Our overall mission is to maximize the combination of virtualization and Hadoop as the premier platform for Big Data. Through virtualization, we allow deploying of a variety of big data workloads on a common infrastructure, enabling rapid provisioning and cost savings through shared hardware clusters.
We realize these capabilities by optimizing and enabling the vSphere platform for big data, by building a layer of extensions between Hadoop and virtualization and by working with our partners of the key Hadoop distributions.
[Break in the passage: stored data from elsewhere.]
// The rule set is the immutable configuration snapshot every evaluator reads.
//
// A snapshot is validated once when it is built and then shared behind an Arc.
// Changing the configuration means building a new snapshot and swapping it in;
// nothing ever mutates a RuleSet that evaluations might be reading.

use thiserror::Error;

// ============================================================================
// ERRORS
// ============================================================================

/// Problems found while loading or validating filter configuration.
///
/// These surface when configuration is (re)loaded, never from `evaluate`.
#[derive(Debug, Error)]
pub enum ConfigError {
    #[error("I/O error: {0}")]
    Io(String),

    #[error("Malformed configuration: {0}")]
    Parse(String),

    #[error("Uppercase ratio must be between 0 and 1, got {0}")]
    InvalidRatio(f64),

    #[error("Blocked term at position {0} is empty")]
    EmptyTerm(usize),

    #[error("Default language bundle is missing: {0}")]
    MissingDefaultLanguage(String),
}

// ============================================================================
// SETTINGS (UNVALIDATED INPUT)
// ============================================================================

/// Raw filter settings, as read from configuration.
///
/// Defaults match what the filter ships with: three blocked terms, spaces
/// ignored while matching, 75% caps over more than 3 characters, 2 seconds
/// between messages, and no automatic kicks or bans.
#[derive(Debug, Clone, PartialEq)]
pub struct RuleSettings {
    pub blocked_terms: Vec<String>,
    pub ignore_spaces_when_matching: bool,
    pub show_matched_term: bool,
    pub uppercase_ratio_threshold: f64,
    pub minimum_length_for_caps_check: usize,
    pub minimum_seconds_between_messages: u64,
    /// 0 disables kicking
    pub kick_at_violation_count: u32,
    /// 0 disables banning
    pub ban_at_violation_count: u32,
    pub reset_violations_after_kick: bool,
}

impl Default for RuleSettings {
    fn default() -> Self {
        Self {
            blocked_terms: vec!["fuck".to_string(), "shit".to_string(), "bitch".to_string()],
            ignore_spaces_when_matching: true,
            show_matched_term: false,
            uppercase_ratio_threshold: 0.75,
            minimum_length_for_caps_check: 3,
            minimum_seconds_between_messages: 2,
            kick_at_violation_count: 0,
            ban_at_violation_count: 0,
            reset_violations_after_kick: true,
        }
    }
}

impl RuleSettings {
    /// Validate the settings and freeze them into a [`RuleSet`].
    pub fn build(self) -> Result<RuleSet, ConfigError> {
        RuleSet::try_from(self)
    }
}

// ============================================================================
// RULE SET (VALIDATED SNAPSHOT)
// ============================================================================

/// A validated, read-only rule snapshot.
///
/// Blocked terms are lowercase and deduplicated, in configured order.
#[derive(Debug, Clone, PartialEq)]
pub struct RuleSet {
    blocked_terms: Vec<String>,
    ignore_spaces_when_matching: bool,
    show_matched_term: bool,
    uppercase_ratio_threshold: f64,
    minimum_length_for_caps_check: usize,
    minimum_seconds_between_messages: u64,
    kick_at_violation_count: u32,
    ban_at_violation_count: u32,
    reset_violations_after_kick: bool,
}

impl TryFrom<RuleSettings> for RuleSet {
    type Error = ConfigError;

    fn try_from(settings: RuleSettings) -> Result<Self, Self::Error> {
        let ratio = settings.uppercase_ratio_threshold;
        if !(0.0..=1.0).contains(&ratio) {
            // Also rejects NaN, which fails every range check.
            return Err(ConfigError::InvalidRatio(ratio));
        }

        let mut blocked_terms: Vec<String> = Vec::with_capacity(settings.blocked_terms.len());
        for (position, term) in settings.blocked_terms.iter().enumerate() {
            if term.is_empty() {
                return Err(ConfigError::EmptyTerm(position));
            }
            let term = term.to_lowercase();
            if !blocked_terms.contains(&term) {
                blocked_terms.push(term);
            }
        }

        Ok(Self {
            blocked_terms,
            ignore_spaces_when_matching: settings.ignore_spaces_when_matching,
            show_matched_term: settings.show_matched_term,
            uppercase_ratio_threshold: ratio,
            minimum_length_for_caps_check: settings.minimum_length_for_caps_check,
            minimum_seconds_between_messages: settings.minimum_seconds_between_messages,
            kick_at_violation_count: settings.kick_at_violation_count,
            ban_at_violation_count: settings.ban_at_violation_count,
            reset_violations_after_kick: settings.reset_violations_after_kick,
        })
    }
}

impl Default for RuleSet {
    fn default() -> Self {
        // Default settings are already lowercase, unique and in range.
        let settings = RuleSettings::default();
        Self {
            blocked_terms: settings.blocked_terms,
            ignore_spaces_when_matching: settings.ignore_spaces_when_matching,
            show_matched_term: settings.show_matched_term,
            uppercase_ratio_threshold: settings.uppercase_ratio_threshold,
            minimum_length_for_caps_check: settings.minimum_length_for_caps_check,
            minimum_seconds_between_messages: settings.minimum_seconds_between_messages,
            kick_at_violation_count: settings.kick_at_violation_count,
            ban_at_violation_count: settings.ban_at_violation_count,
            reset_violations_after_kick: settings.reset_violations_after_kick,
        }
    }
}

impl RuleSet {
    pub fn blocked_terms(&self) -> &[String] {
        &self.blocked_terms
    }

    pub fn ignore_spaces_when_matching(&self) -> bool {
        self.ignore_spaces_when_matching
    }

    pub fn show_matched_term(&self) -> bool {
        self.show_matched_term
    }

    pub fn uppercase_ratio_threshold(&self) -> f64 {
        self.uppercase_ratio_threshold
    }

    pub fn minimum_length_for_caps_check(&self) -> usize {
        self.minimum_length_for_caps_check
    }

    pub fn minimum_seconds_between_messages(&self) -> u64 {
        self.minimum_seconds_between_messages
    }

    pub fn kick_at_violation_count(&self) -> u32 {
        self.kick_at_violation_count
    }

    pub fn ban_at_violation_count(&self) -> u32 {
        self.ban_at_violation_count
    }

    pub fn reset_violations_after_kick(&self) -> bool {
        self.reset_violations_after_kick
    }
}
// Escalation policy - turns a user's violation count into a kick or ban.

use super::moderation_models::EscalationAction;
use super::rule_set::RuleSet;

/// Decide what happens after a user's `count`-th violation.
///
/// Thresholds compare with exact equality, so each one fires once per
/// crossing. A threshold of 0 is disabled. When both thresholds match the
/// same count, the kick wins.
pub fn on_violation(count: u32, rules: &RuleSet) -> EscalationAction {
    let kick_at = rules.kick_at_violation_count();
    let ban_at = rules.ban_at_violation_count();

    if kick_at > 0 && count == kick_at {
        EscalationAction::kick()
    } else if ban_at > 0 && count == ban_at {
        EscalationAction::ban()
    } else {
        EscalationAction::None
    }
}

impl EscalationAction {
    /// Whether the user's violation counter goes back to 0 after this action.
    pub fn resets_violations(&self, rules: &RuleSet) -> bool {
        match self {
            EscalationAction::None => false,
            EscalationAction::Kick { .. } => rules.reset_violations_after_kick(),
            EscalationAction::Ban { .. } => true,
        }
    }
}

#[cfg(test)]
mod tests {
    use super::*;
    use crate::core::moderation::RuleSettings;

    fn rules(kick: u32, ban: u32, reset_after_kick: bool) -> RuleSet {
        RuleSettings {
            kick_at_violation_count: kick,
            ban_at_violation_count: ban,
            reset_violations_after_kick: reset_after_kick,
            ..Default::default()
        }
        .build()
        .unwrap()
    }

    #[test]
    fn test_disabled_thresholds_never_fire() {
        let rules = rules(0, 0, true);
        for count in 0..10 {
            assert_eq!(on_violation(count, &rules), EscalationAction::None);
        }
    }

    #[test]
    fn test_exact_equality_not_at_least() {
        let rules = rules(3, 6, false);

        assert_eq!(on_violation(2, &rules), EscalationAction::None);
        assert_eq!(on_violation(3, &rules), EscalationAction::kick());
        assert_eq!(on_violation(4, &rules), EscalationAction::None);
        assert_eq!(on_violation(6, &rules), EscalationAction::ban());
        assert_eq!(on_violation(7, &rules), EscalationAction::None);
    }

    #[test]
    fn test_kick_wins_over_ban_on_same_count() {
        let rules = rules(4, 4, false);
        assert_eq!(on_violation(4, &rules), EscalationAction::kick());
    }

    #[test]
    fn test_reset_rules() {
        let resetting = rules(3, 6, true);
        let keeping = rules(3, 6, false);

        assert!(EscalationAction::kick().resets_violations(&resetting));
        assert!(!EscalationAction::kick().resets_violations(&keeping));
        // A ban always starts the counter over
        assert!(EscalationAction::ban().resets_violations(&keeping));
        assert!(!EscalationAction::None.resets_violations(&resetting));
    }
}
use subtle::ConstantTimeEq;
use time::OffsetDateTime;

use super::RevalidationService;
use super::dto::{RevalidateRequestDTO, RevalidateResponseDTO};
use super::normalizer::{normalize_path, normalize_tag, normalize_values};
use crate::service::error::ServiceError;

impl RevalidationService {
    /// Authorizes the request, normalizes the targets and invalidates them,
    /// all tags first, then all paths, one call at a time.
    ///
    /// Nothing is invalidated unless the request is authorized.
    pub async fn revalidate(
        &self,
        request: RevalidateRequestDTO,
    ) -> Result<RevalidateResponseDTO, ServiceError> {
        let expected_secret = self.config.secret().ok_or(ServiceError::MissingSecret)?;
        let supplied_secret = request.effective_secret().unwrap_or_default();

        if !bool::from(supplied_secret.as_bytes().ct_eq(expected_secret.as_bytes())) {
            return Err(ServiceError::Unauthorized);
        }

        let max_entries = self.config.max_entries();
        let tags = normalize_values(&request.tags, max_entries, |tag| {
            normalize_tag(tag, self.config.tag_max_length)
        });
        let paths = normalize_values(&request.paths, max_entries, |path| {
            normalize_path(path, self.config.path_max_length)
        });

        for tag in &tags {
            self.cache_invalidator.invalidate_tag(tag).await?;
            tracing::debug!(%tag, "Tag invalidated");
        }

        for path in &paths {
            self.cache_invalidator.invalidate_path(path).await?;
            tracing::debug!(%path, "Path invalidated");
        }

        tracing::info!(
            tags = tags.len(),
            paths = paths.len(),
            "Revalidation completed"
        );

        Ok(RevalidateResponseDTO {
            tags,
            paths,
            now: OffsetDateTime::now_utc(),
        })
    }
}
This gives access to virtualization for Big Data to the broadest customer and application base.
The key facets of the vSphere Big Data platform to date include:
- Performance characterization of vSphere for Hadoop, including documented best practices and tuning
- Deploying Hadoop clusters in their own set of virtual machines, to provide strong resource and security isolation between tenants.
- Leveraging vSphere HA & FT to provide enterprise level availability
- Project Serengeti – Enabling rapid provisioning of Hadoop clusters
- Project Serengeti – Elastic clusters through Serengeti’s dynamic grow/shrink capability
- Virtualization aware through the Hadoop Virtualization Extensions – contributions to the Hadoop scheduler and file system for virtual topology placement.
- Joint testing/validation of Hadoop in a virtual environment with Cloudera, MAPR, Pivotal and Hortonworks.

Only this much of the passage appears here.